There’s a section on Vail’s Golden Peak course that even good racers dread. It’s a steep rollover, usually covered with thick ice, that melts into a treacherous dip in the slope. Coach Simon Marsh remembers standing off to the side of this particular obstacle back in 2001, hoping to get his young charges down the hill without incident. They were all capable skiers—as participants in Ski and Snowboard Club Vail, they had basic intermediate skills—but as they bobbed down the mountain they all struggled to edge their skis into the precipitous, icy hill and trampolined off the compression. All, save one.

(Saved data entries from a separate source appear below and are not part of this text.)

//! Health check endpoints
//!
//! - /health, /healthz - liveness probe (is the service running?)
//! - /version - deployment verification
//!
//! Liveness returns 200 whenever the process is up; the database handle is
//! lazy, so its reachability is not part of liveness.

use bytes::Bytes;
use http_body_util::Full;
use hyper::Response;
use serde::Serialize;

use crate::routes::json_response;
use crate::server::AppState;

/// Health response
#[derive(Serialize)]
pub struct HealthResponse {
    /// Overall health status (true if service is running)
    pub healthy: bool,
    /// Service version
    pub version: &'static str,
    /// Node identifier
    pub node_id: String,
    /// Current timestamp
    pub timestamp: String,
}

/// Version info response
#[derive(Serialize)]
pub struct VersionResponse {
    pub name: &'static str,
    pub version: &'static str,
}

/// Handle liveness probes
pub fn health_check(state: &AppState) -> Response<Full<Bytes>> {
    let response = HealthResponse {
        healthy: true,
        version: env!("CARGO_PKG_VERSION"),
        node_id: state.args.node_id.to_string(),
        timestamp: bson::DateTime::now()
            .try_to_rfc3339_string()
            .unwrap_or_default(),
    };

    json_response(&response)
}

/// Handle version requests
pub fn version_info() -> Response<Full<Bytes>> {
    json_response(&VersionResponse {
        name: env!("CARGO_PKG_NAME"),
        version: env!("CARGO_PKG_VERSION"),
    })
}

Wearing bulky ski clothes and an oversize helmet that hid all but her tiny chin and honey-colored tresses, little Mikaela Shiffrin crested the rollover, arced a perfect turn, and then, skis still tilted on their edges, softened her knees to absorb the depression. “I couldn’t believe what I saw,” Marsh says today. “At six, she was already a really mature skier.”

It’s a theme one hears a lot when speaking with Mikaela’s mentors. Words like “seasoned,” “responsible,” “advanced,” and “experienced” roll off the tongues of those who have worked with her. When U.S. Ski Team coach Roland Pfeifer met her for the first time at a Mammoth Mountain training camp, Mikaela’s ski-team debut, the apple-cheeked blonde was just 16. On that day in spring 2011, Resi Stiegler and the other ladies of the U.S. Ski Team called it quits after about seven runs. Mikaela did 15, all the while demonstrating spot-on angulation, a quiet upper body, and razor-sharp turns. “It’s extraordinary that at 16 years old, she was just so balanced,” says Pfeifer, who is the women’s technical coach. “I have to work really hard to stay one step ahead of Mikaela.”

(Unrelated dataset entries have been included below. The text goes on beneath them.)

//! CSV store feed
//!
//! One external record per line: name, address columns, up to two each of
//! phone/fax/email, a free-text weekly-hours string, coordinates, and
//! optional social handles. Rows are transient: read once per ingestion
//! run, converted to store documents, never persisted raw.
//!
//! Conversion policy:
//! - the state column is stored as given, NOT checked against the state
//!   catalog (an invalid code surfaces later, at display-time lookup)
//! - unparsable coordinates default to 0 rather than failing (the feed is
//!   known to carry junk in these columns)
//! - a malformed hours string fails the whole batch, since all rows are
//!   validated before any write

use serde::Deserialize;

use crate::db::schemas::{GeoPoint, Metadata, Social, StoreAddress, StoreDoc};
use crate::ingest::hours;
use crate::types::{Result, SignpostError};

/// One row of the store feed, column names as published
#[derive(Debug, Clone, Deserialize)]
pub struct CsvStoreRecord {
    pub name: String,
    #[serde(default)]
    pub url: Option<String>,
    pub street_address: String,
    pub city: String,
    pub state: String,
    pub zip_code: String,
    pub country: String,
    #[serde(default)]
    pub phone_number_1: Option<String>,
    #[serde(default)]
    pub phone_number_2: Option<String>,
    #[serde(default)]
    pub fax_1: Option<String>,
    #[serde(default)]
    pub fax_2: Option<String>,
    #[serde(default)]
    pub email_1: Option<String>,
    #[serde(default)]
    pub email_2: Option<String>,
    #[serde(default)]
    pub website: Option<String>,
    pub open_hours: String,
    pub latitude: String,
    pub longitude: String,
    #[serde(default)]
    pub facebook: Option<String>,
    #[serde(default)]
    pub twitter: Option<String>,
    #[serde(default)]
    pub instagram: Option<String>,
    #[serde(default)]
    pub pinterest: Option<String>,
    #[serde(default)]
    pub youtube: Option<String>,
}

/// Keep the non-empty values of a column pair, in feed order
fn collect_present(values: [Option<String>; 2]) -> Vec<String> {
    values
        .into_iter()
        .flatten()
        .filter(|v| !v.is_empty())
        .collect()
}

fn none_if_empty(value: Option<String>) -> Option<String> {
    value.filter(|v| !v.is_empty())
}

/// Lenient coordinate parse: junk defaults to 0
fn parse_coordinate(value: &str) -> f64 {
    value.trim().parse::<f64>().unwrap_or(0.0)
}

impl CsvStoreRecord {
    /// Convert this row into a storage-ready store document
    pub fn into_store(self) -> Result<StoreDoc> {
        let open_hours = hours::parse_weekly(&self.open_hours)?;
        let longitude = parse_coordinate(&self.longitude);
        let latitude = parse_coordinate(&self.latitude);

        Ok(StoreDoc {
            _id: None,
            metadata: Metadata::default(),
            name: self.name,
            url: none_if_empty(self.url),
            address: StoreAddress {
                street: self.street_address,
                city: self.city,
                state: self.state,
                zip: self.zip_code,
                country: self.country,
            },
            phone_numbers: collect_present([self.phone_number_1, self.phone_number_2]),
            fax_numbers: collect_present([self.fax_1, self.fax_2]),
            emails: collect_present([self.email_1, self.email_2]),
            website: none_if_empty(self.website),
            open_hours,
            location: GeoPoint::new(longitude, latitude),
            social: Social {
                facebook: none_if_empty(self.facebook),
                twitter: none_if_empty(self.twitter),
                instagram: none_if_empty(self.instagram),
                pinterest: none_if_empty(self.pinterest),
                youtube: none_if_empty(self.youtube),
            },
            closed: false,
        })
    }
}

/// Parse the full feed into store documents, all-or-nothing
///
/// The first unreadable row or malformed hours string aborts the batch;
/// nothing is returned for partial input.
pub fn parse_records(data: &str) -> Result<Vec<StoreDoc>> {
    let mut reader = csv::Reader::from_reader(data.as_bytes());
    let mut stores = Vec::new();

    for (index, row) in reader.deserialize::<CsvStoreRecord>().enumerate() {
        let line = index + 2; // 1-based, after the header row
        let record = row.map_err(|e| {
            SignpostError::MalformedSourceData(format!("feed line {line}: {e}"))
        })?;
        let store = record.into_store().map_err(|e| match e {
            SignpostError::MalformedSourceData(msg) => {
                SignpostError::MalformedSourceData(format!("feed line {line}: {msg}"))
            }
            other => other,
        })?;
        stores.push(store);
    }

    Ok(stores)
}

/// Fetch the feed body as UTF-8 text
pub async fn fetch_feed(url: &str) -> Result<String> {
    let response = reqwest::get(url)
        .await
        .map_err(|e| SignpostError::Feed(format!("feed request failed: {e}")))?;

    let status = response.status();
    if !status.is_success() {
        return Err(SignpostError::Feed(format!("feed returned status {status}")));
    }

    response
        .text()
        .await
        .map_err(|e| SignpostError::Feed(format!("failed to read feed body: {e}")))
}

#[cfg(test)]
mod tests {
    use super::*;

    const HEADER: &str = "name,url,street_address,city,state,zip_code,country,\
phone_number_1,phone_number_2,fax_1,fax_2,email_1,email_2,website,open_hours,\
latitude,longitude,facebook,twitter,instagram,pinterest,youtube";

    fn feed(rows: &[&str]) -> String {
        let mut out = String::from(HEADER);
        for row in rows {
            out.push('\n');
            out.push_str(row);
        }
        out
    }

    #[test]
    fn test_row_converts_to_store() {
        let data = feed(&[
            "Corner Market,https://corner.example,1 Main St,Boston,MA,02118,US,\
555-0100,555-0101,,,info@corner.example,,https://corner.example,\
\"Monday 7:20 AM - 10:40 PM, Tuesday 7:00 AM - 7:00 PM\",\
42.36,-71.06,corner.fb,,,,",
        ]);

        let stores = parse_records(&data).unwrap();
        assert_eq!(stores.len(), 1);

        let store = &stores[0];
        assert_eq!(store.name, "Corner Market");
        assert_eq!(store.address.state, "MA");
        assert_eq!(store.phone_numbers, vec!["555-0100", "555-0101"]);
        assert!(store.fax_numbers.is_empty());
        assert_eq!(store.emails, vec!["info@corner.example"]);
        assert_eq!(store.open_hours.len(), 2);
        assert_eq!(store.open_hours[0].start, 720);
        assert_eq!(store.open_hours[0].end, 2240);
        // GeoJSON order: [longitude, latitude]
        assert_eq!(store.location.coordinates, [-71.06, 42.36]);
        assert_eq!(store.social.facebook.as_deref(), Some("corner.fb"));
        assert!(store.social.twitter.is_none());
        assert!(!store.closed);
    }

    #[test]
    fn test_unparsable_longitude_defaults_to_zero() {
        let data = feed(&[
            "Corner Market,,1 Main St,Boston,MA,02118,US,,,,,,,,\
Monday 7:00 AM - 7:00 PM,42.36,abc,,,,,",
        ]);

        let stores = parse_records(&data).unwrap();
        assert_eq!(stores[0].location.coordinates[0], 0.0);
        assert_eq!(stores[0].location.coordinates[1], 42.36);
    }

    #[test]
    fn test_state_is_not_validated_at_ingestion() {
        let data = feed(&[
            "Corner Market,,1 Main St,Boston,Narnia,02118,US,,,,,,,,\
Monday 7:00 AM - 7:00 PM,42.36,-71.06,,,,,",
        ]);

        // The bad state only fails later, at display-time lookup
        let stores = parse_records(&data).unwrap();
        assert_eq!(stores[0].address.state, "Narnia");
    }

    #[test]
    fn test_one_bad_row_aborts_the_batch() {
        let data = feed(&[
            "Good Store,,1 Main St,Boston,MA,02118,US,,,,,,,,\
Monday 7:00 AM - 7:00 PM,42.36,-71.06,,,,,",
            "Bad Store,,2 Main St,Boston,MA,02118,US,,,,,,,,\
Monday whenever,42.36,-71.06,,,,,",
        ]);

        assert!(matches!(
            parse_records(&data),
            Err(SignpostError::MalformedSourceData(_))
        ));
    }

    #[test]
    fn test_missing_row_fields_abort_the_batch() {
        let data = feed(&["Lonely Store,only-two-columns"]);
        assert!(matches!(
            parse_records(&data),
            Err(SignpostError::MalformedSourceData(_))
        ));
    }

    #[test]
    fn test_empty_feed_yields_no_stores() {
        let stores = parse_records(&feed(&[])).unwrap();
        assert!(stores.is_empty());
    }
}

Mikaela prefers it that way; she likes to be up front. Last winter in Sochi, Russia, when Mikaela was 18, she became the youngest skier ever to win an Olympic slalom gold medal. She claimed World Cup slalom titles in 2013 and 2014. And when she races in this month’s World Championships at Beaver Creek, she’s expected to beat a field of veteran racers, including 31-year-old Slovenian giant slalom champion Tina Maze, who has at least a decade more experience than the young Coloradan.

(Read more: Your Guide to the FIS Alpine World Ski Championships)

But Mikaela has fast-tracked her skiing career. “I’ve rushed it more than others,” she says, admitting her impatience with conventional racing timelines that dictate major wins for twentysomethings, not teens. “Other athletes could reach their goals faster, too, if they quit the tentative ‘I have time’ talk.” Indeed, she achieved her first World Cup title at a younger age than Vonn, who was 23 when she claimed hers.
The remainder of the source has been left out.